PROBLEM TO SOLVE> If a line includes "crate", copy it out of the entries.

===============

//! Question text helpers shared by the resolution stages.

/// Lower-cased words split on anything that is not alphanumeric
pub fn tokens(text: &str) -> Vec<String> {
    text.to_lowercase()
        .split(|c: char| !c.is_alphanumeric())
        .filter(|t| !t.is_empty())
        .map(|t| t.to_string())
        .collect()
}

/// Lower-cased text with every non-alphanumeric character removed
pub fn compact(text: &str) -> String {
    text.to_lowercase()
        .chars()
        .filter(|c| c.is_alphanumeric())
        .collect()
}

/// Byte offset of the first occurrence of `term` in `haystack` that is not glued to
/// surrounding letters or digits. Both arguments are expected lower-case.
pub fn find_term(haystack: &str, term: &str) -> Option<usize> {
    if term.is_empty() {
        return None;
    }
    let mut start = 0;
    while let Some(pos) = haystack[start..].find(term) {
        let begin = start + pos;
        let end = begin + term.len();
        let before_ok = haystack[..begin]
            .chars()
            .next_back()
            .map_or(true, |c| !c.is_alphanumeric());
        let after_ok = haystack[end..]
            .chars()
            .next()
            .map_or(true, |c| !c.is_alphanumeric());
        if before_ok && after_ok {
            return Some(begin);
        }
        start = begin + term.chars().next().map_or(1, char::len_utf8);
    }
    None
}

pub fn contains_term(haystack: &str, term: &str) -> bool {
    find_term(haystack, term).is_some()
}

pub fn contains_any_term(haystack: &str, terms: &[&str]) -> bool {
    terms.iter().any(|t| contains_term(haystack, t))
}

/// Whether `words` mention `keyword`: long keywords match as word prefixes ("products"),
/// short ones only as whole words or plurals ("sdks")
pub fn mentions_word(words: &[String], keyword: &str) -> bool {
    words.iter().any(|w| {
        if keyword.len() >= 4 {
            w.starts_with(keyword)
        } else {
            w == keyword || (w.len() == keyword.len() + 1 && w.starts_with(keyword) && w.ends_with('s'))
        }
    })
}

#[cfg(test)]
mod tests {
    use super::*;

    #[test]
    fn test_term_boundaries() {
        assert!(contains_term("show me go-sdk usage", "go"));
        assert!(!contains_term("google usage", "go"));
        assert!(!contains_term("most requests", "os"));
        assert!(contains_term("requests on os x", "os"));
        assert!(contains_term("usage of .net sdks", ".net"));
        assert!(contains_term("c# usage", "c#"));
        assert!(!contains_term("target", "get"));
    }

    #[test]
    fn test_find_term_skips_glued_occurrences() {
        assert_eq!(find_term("gopher go", "go"), Some(7));
    }

    #[test]
    fn test_tokens_and_compact() {
        assert_eq!(tokens("Go-SDK request counts"), vec!["go", "sdk", "request", "counts"]);
        assert_eq!(compact("Go-SDK request counts"), "gosdkrequestcounts");
    }

    #[test]
    fn test_mentions_word() {
        let words = tokens("top sdks for products in the stopwatch");
        assert!(mentions_word(&words, "product"));
        assert!(mentions_word(&words, "sdk"));
        assert!(mentions_word(&words, "top"));
        assert!(!mentions_word(&words, "watch"));
        assert!(!mentions_word(&words, "os"));
    }
}
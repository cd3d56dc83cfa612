//! Column roles
//!
//! Maps the columns of a table onto the roles the resolution stages reason about
//! (temporal key, measure, product, ...). Well-known names come first, then columns
//! whose declared metadata implies the role.

use crate::schema::TableDescriptor;

#[derive(Debug, Clone, Copy, PartialEq, Eq, Hash)]
pub enum ColumnRole {
    Temporal,
    Measure,
    Product,
    Track,
    Provider,
    Resource,
    HttpMethod,
    Os,
    ApiVersion,
    Subscription,
}

impl ColumnRole {
    fn known_names(&self) -> &'static [&'static str] {
        match self {
            ColumnRole::Temporal => &["Month", "RequestsDate", "Date", "Day", "TIMESTAMP"],
            ColumnRole::Measure => &["RequestCount", "SubscriptionCount", "RequestCounts", "CCIDCount"],
            ColumnRole::Product => &["Product"],
            ColumnRole::Track => &["TrackInfo", "Track"],
            ColumnRole::Provider => &["Provider", "targetResourceProvider"],
            ColumnRole::Resource => &["Resource"],
            ColumnRole::HttpMethod => &["HttpMethod"],
            ColumnRole::Os => &["OS"],
            ColumnRole::ApiVersion => &["ApiVersion"],
            ColumnRole::Subscription => &["SubscriptionId"],
        }
    }

    fn implied_by_metadata(&self, table: &TableDescriptor, column: &str) -> bool {
        let lower = column.to_lowercase();
        let meta = table.meta(column);
        match self {
            ColumnRole::Temporal => {
                let date_format = meta
                    .and_then(|m| m.format.as_deref())
                    .map_or(false, |f| f.starts_with("date"));
                date_format || lower.ends_with("date") || lower.ends_with("month")
            }
            ColumnRole::Measure => {
                meta.map_or(false, |m| m.is_numeric())
                    && (lower.ends_with("count") || lower.ends_with("counts"))
            }
            _ => false,
        }
    }
}

/// Every column of `table` holding `role`, well-known names first
pub fn columns_with_role<'a>(table: &'a TableDescriptor, role: ColumnRole) -> Vec<&'a str> {
    let mut found: Vec<&str> = role
        .known_names()
        .iter()
        .filter_map(|name| table.find_column(name))
        .collect();

    for column in &table.columns {
        if !found.contains(&column.as_str()) && role.implied_by_metadata(table, column) {
            found.push(column.as_str());
        }
    }
    found
}

/// The preferred column for `role`, if the table has one
pub fn role_column(table: &TableDescriptor, role: ColumnRole) -> Option<&str> {
    columns_with_role(table, role).into_iter().next()
}

#[cfg(test)]
mod tests {
    use super::*;
    use crate::schema::ColumnMeta;

    #[test]
    fn test_known_names_take_precedence() {
        let table = TableDescriptor::new("T", "")
            .with_column("SubscriptionCount", ColumnMeta { declared_type: "integer".into(), ..Default::default() })
            .with_column("RequestCount", ColumnMeta { declared_type: "integer".into(), ..Default::default() });
        assert_eq!(
            columns_with_role(&table, ColumnRole::Measure),
            vec!["RequestCount", "SubscriptionCount"]
        );
    }

    #[test]
    fn test_metadata_implies_role() {
        let table = TableDescriptor::new("T", "")
            .with_column("EventDay", ColumnMeta { format: Some("date".into()), ..Default::default() })
            .with_column("ErrorCount", ColumnMeta { declared_type: "integer".into(), ..Default::default() })
            .with_column("Label", ColumnMeta::default());
        assert_eq!(role_column(&table, ColumnRole::Temporal), Some("EventDay"));
        assert_eq!(role_column(&table, ColumnRole::Measure), Some("ErrorCount"));
        assert_eq!(role_column(&table, ColumnRole::Product), None);
    }
}
//! Column Selector
//!
//! Infers output columns for a question. Literal mentions of a column (name, title or
//! description words) come first and are topped up with intent-keyword columns; without
//! literal mentions the intent columns plus the table's key columns are used; failing
//! that, a fixed priority list capped at five.

use crate::schema::{Catalog, TableDescriptor};
use crate::translate::roles::{columns_with_role, role_column, ColumnRole};
use crate::translate::text::{compact, contains_term, mentions_word, tokens};

const MAX_PRIORITY_COLUMNS: usize = 5;

const INTENT_BUCKETS: &[(ColumnRole, &[&str])] = &[
    (ColumnRole::Product, &["product", "sdk", "tool"]),
    (ColumnRole::Track, &["track", "version"]),
    (ColumnRole::Provider, &["provider", "service"]),
    (ColumnRole::Resource, &["resource", "type"]),
    (ColumnRole::HttpMethod, &["method", "http", "get", "post", "put", "delete"]),
    (ColumnRole::Os, &["os", "operating", "system", "windows", "linux", "mac"]),
];

const STOPWORDS: &[&str] = &[
    "about", "which", "where", "there", "their", "these", "those", "please", "under", "above",
    "below", "between", "during", "total", "number", "exactly", "greater", "fewer",
];

pub struct ColumnSelector<'a> {
    catalog: &'a Catalog,
}

impl<'a> ColumnSelector<'a> {
    pub fn new(catalog: &'a Catalog) -> Self {
        Self { catalog }
    }

    /// Output columns for `question` against `table_name`; `["*"]` only for an unknown table
    pub fn select(&self, question: &str, table_name: &str) -> Vec<String> {
        match self.catalog.get_table(table_name) {
            Some(table) => select_columns(question, table),
            None => vec!["*".to_string()],
        }
    }
}

/// Column selection against a concrete descriptor.
///
/// A descriptor with no columns also yields `["*"]`; `Translator::parse` rejects such
/// tables before selection.
pub fn select_columns(question: &str, table: &TableDescriptor) -> Vec<String> {
    let literal = literal_mentions(question, table);
    let intent = intent_columns(question, table);

    let chosen: Vec<&str> = if !literal.is_empty() {
        union(&literal, &intent)
    } else {
        let mut key_columns: Vec<&str> = Vec::new();
        key_columns.extend(role_column(table, ColumnRole::Temporal));
        key_columns.extend(columns_with_role(table, ColumnRole::Measure));
        union(&intent, &key_columns)
    };

    if !chosen.is_empty() {
        return in_table_order(table, &chosen);
    }

    let mut priority: Vec<&str> = Vec::new();
    priority.extend(role_column(table, ColumnRole::Temporal));
    priority.extend(role_column(table, ColumnRole::Product));
    priority.extend(columns_with_role(table, ColumnRole::Measure));
    priority.extend(role_column(table, ColumnRole::Track));
    if priority.is_empty() {
        priority.extend(table.columns.iter().map(String::as_str));
    }
    priority.truncate(MAX_PRIORITY_COLUMNS);

    if priority.is_empty() {
        vec!["*".to_string()]
    } else {
        priority.into_iter().map(str::to_string).collect()
    }
}

fn literal_mentions<'t>(question: &str, table: &'t TableDescriptor) -> Vec<&'t str> {
    let q = question.to_lowercase();
    let q_compact = compact(question);
    let q_tokens: Vec<String> = tokens(question)
        .into_iter()
        .filter(|t| t.len() >= 5 && !STOPWORDS.contains(&t.as_str()))
        .collect();

    table
        .columns
        .iter()
        .filter(|column| {
            let name = column.to_lowercase();
            let name_hit = if name.len() >= 4 {
                q_compact.contains(&name)
            } else {
                contains_term(&q, &name)
            };
            if name_hit {
                return true;
            }

            let Some(meta) = table.meta(column) else {
                return false;
            };
            let title = meta.title.to_lowercase();
            if title.len() >= 3 && title != name && contains_term(&q, &title) {
                return true;
            }
            let description = tokens(&meta.description);
            q_tokens.iter().any(|t| description.contains(t))
        })
        .map(String::as_str)
        .collect()
}

fn intent_columns<'t>(question: &str, table: &'t TableDescriptor) -> Vec<&'t str> {
    let words = tokens(question);
    INTENT_BUCKETS
        .iter()
        .filter(|(_, keywords)| keywords.iter().any(|k| mentions_word(&words, k)))
        .filter_map(|(role, _)| role_column(table, *role))
        .collect()
}

fn union<'t>(first: &[&'t str], second: &[&'t str]) -> Vec<&'t str> {
    let mut out = first.to_vec();
    for c in second {
        if !out.contains(c) {
            out.push(c);
        }
    }
    out
}

fn in_table_order(table: &TableDescriptor, chosen: &[&str]) -> Vec<String> {
    table
        .columns
        .iter()
        .filter(|c| chosen.contains(&c.as_str()))
        .cloned()
        .collect()
}

#[cfg(test)]
mod tests {
    use super::*;
    use crate::schema::ColumnMeta;

    fn integer() -> ColumnMeta {
        ColumnMeta { declared_type: "integer".into(), ..Default::default() }
    }

    fn usage_table() -> TableDescriptor {
        TableDescriptor::new("Usage", "")
            .with_column("Month", ColumnMeta { title: "Month".into(), ..Default::default() })
            .with_column("Product", ColumnMeta { title: "Product".into(), ..Default::default() })
            .with_column("TrackInfo", ColumnMeta { title: "Track".into(), ..Default::default() })
            .with_column("OS", ColumnMeta { title: "Operating System".into(), ..Default::default() })
            .with_column("RequestCount", integer())
            .with_column("SubscriptionCount", integer())
    }

    #[test]
    fn test_literal_column_mentions() {
        let cols = select_columns("requestcount by month", &usage_table());
        assert_eq!(cols, vec!["Month", "RequestCount"]);
    }

    #[test]
    fn test_literal_mentions_are_topped_up_with_intent_columns() {
        let cols = select_columns("Go-SDK request counts this month", &usage_table());
        assert_eq!(cols, vec!["Month", "Product", "RequestCount"]);
    }

    #[test]
    fn test_intent_buckets_add_key_columns() {
        let cols = select_columns("usage for windows users", &usage_table());
        assert_eq!(cols, vec!["Month", "OS", "RequestCount", "SubscriptionCount"]);
    }

    #[test]
    fn test_title_mention() {
        let cols = select_columns("split by operating system", &usage_table());
        assert!(cols.contains(&"OS".to_string()));
    }

    #[test]
    fn test_priority_fallback_capped() {
        let table = TableDescriptor::new("Misc", "")
            .with_column("A", ColumnMeta::default())
            .with_column("B", ColumnMeta::default())
            .with_column("C", ColumnMeta::default())
            .with_column("D", ColumnMeta::default())
            .with_column("E", ColumnMeta::default())
            .with_column("F", ColumnMeta::default());
        assert_eq!(select_columns("hello", &table), vec!["A", "B", "C", "D", "E"]);
    }

    #[test]
    fn test_unknown_table_selects_star() {
        let catalog = Catalog::empty();
        assert_eq!(ColumnSelector::new(&catalog).select("anything", "nope"), vec!["*"]);
    }

    #[test]
    fn test_never_empty_for_known_table() {
        let table = TableDescriptor::new("Empty", "");
        assert_eq!(select_columns("anything", &table), vec!["*"]);
        assert!(!select_columns("anything", &usage_table()).is_empty());
    }
}
//! Resilient Execution Client
//!
//! Statement safety, error classification, retry/backoff, token acquisition,
//! transport strategies and the bounded worker pool behind [`ExecutionClient`].

pub mod client;
pub mod error_classifier;
pub mod pool;
pub mod result;
pub mod retry;
pub mod safety;
pub mod token;
pub mod transport;

pub use client::ExecutionClient;
pub use error_classifier::{ErrorClass, ErrorClassifier};
pub use pool::WorkerPool;
pub use result::{ClientState, ExecutionMetadata, QueryResult};
pub use retry::{RetryPolicy, RetryState};
pub use safety::check_statement;
pub use token::{AccessToken, ChainedTokenProvider, StaticTokenProvider, TokenProvider};
pub use transport::{DirectTransport, ManagementTransport, RawResultSet, Session, Strategy, Transport};
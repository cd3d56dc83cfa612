//! Worker pool
//!
//! Bounds how many connect/execute operations run at once. A permit is held only
//! while a connection is opened and a statement runs; callers waiting out a
//! backoff hold none.

use crate::error::{QueryError, Result};
use std::sync::Arc;
use tokio::sync::{OwnedSemaphorePermit, Semaphore};
use tracing::info;

#[derive(Debug, Clone)]
pub struct WorkerPool {
    permits: Arc<Semaphore>,
    size: usize,
}

impl WorkerPool {
    pub fn new(size: usize) -> Self {
        let size = size.max(1);
        Self {
            permits: Arc::new(Semaphore::new(size)),
            size,
        }
    }

    pub fn size(&self) -> usize {
        self.size
    }

    pub fn available(&self) -> usize {
        self.permits.available_permits()
    }

    /// Wait for a worker slot; fails once the pool is closed
    pub async fn acquire(&self) -> Result<OwnedSemaphorePermit> {
        self.permits
            .clone()
            .acquire_owned()
            .await
            .map_err(|_| QueryError::ClientClosed)
    }

    /// Reject new work; in-flight permits finish normally
    pub fn close(&self) {
        if !self.permits.is_closed() {
            self.permits.close();
            info!("🛑 Worker pool closed ({} workers)", self.size);
        }
    }

    pub fn is_closed(&self) -> bool {
        self.permits.is_closed()
    }
}

#[cfg(test)]
mod tests {
    use super::*;

    #[tokio::test]
    async fn test_permits_are_bounded() {
        let pool = WorkerPool::new(2);
        let a = pool.acquire().await.unwrap();
        let _b = pool.acquire().await.unwrap();
        assert_eq!(pool.available(), 0);
        drop(a);
        assert_eq!(pool.available(), 1);
    }

    #[tokio::test]
    async fn test_closed_pool_rejects_work() {
        let pool = WorkerPool::new(1);
        pool.close();
        assert!(pool.is_closed());
        assert!(matches!(pool.acquire().await, Err(QueryError::ClientClosed)));
    }
}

===============

RESPONSE TO THE TASK>
use crate::schema::TableDescriptor;
    use crate::schema::ColumnMeta;
use crate::schema::{Catalog, TableDescriptor};
use crate::translate::roles::{columns_with_role, role_column, ColumnRole};
use crate::translate::text::{compact, contains_term, mentions_word, tokens};
    use crate::schema::ColumnMeta;
use crate::error::{QueryError, Result};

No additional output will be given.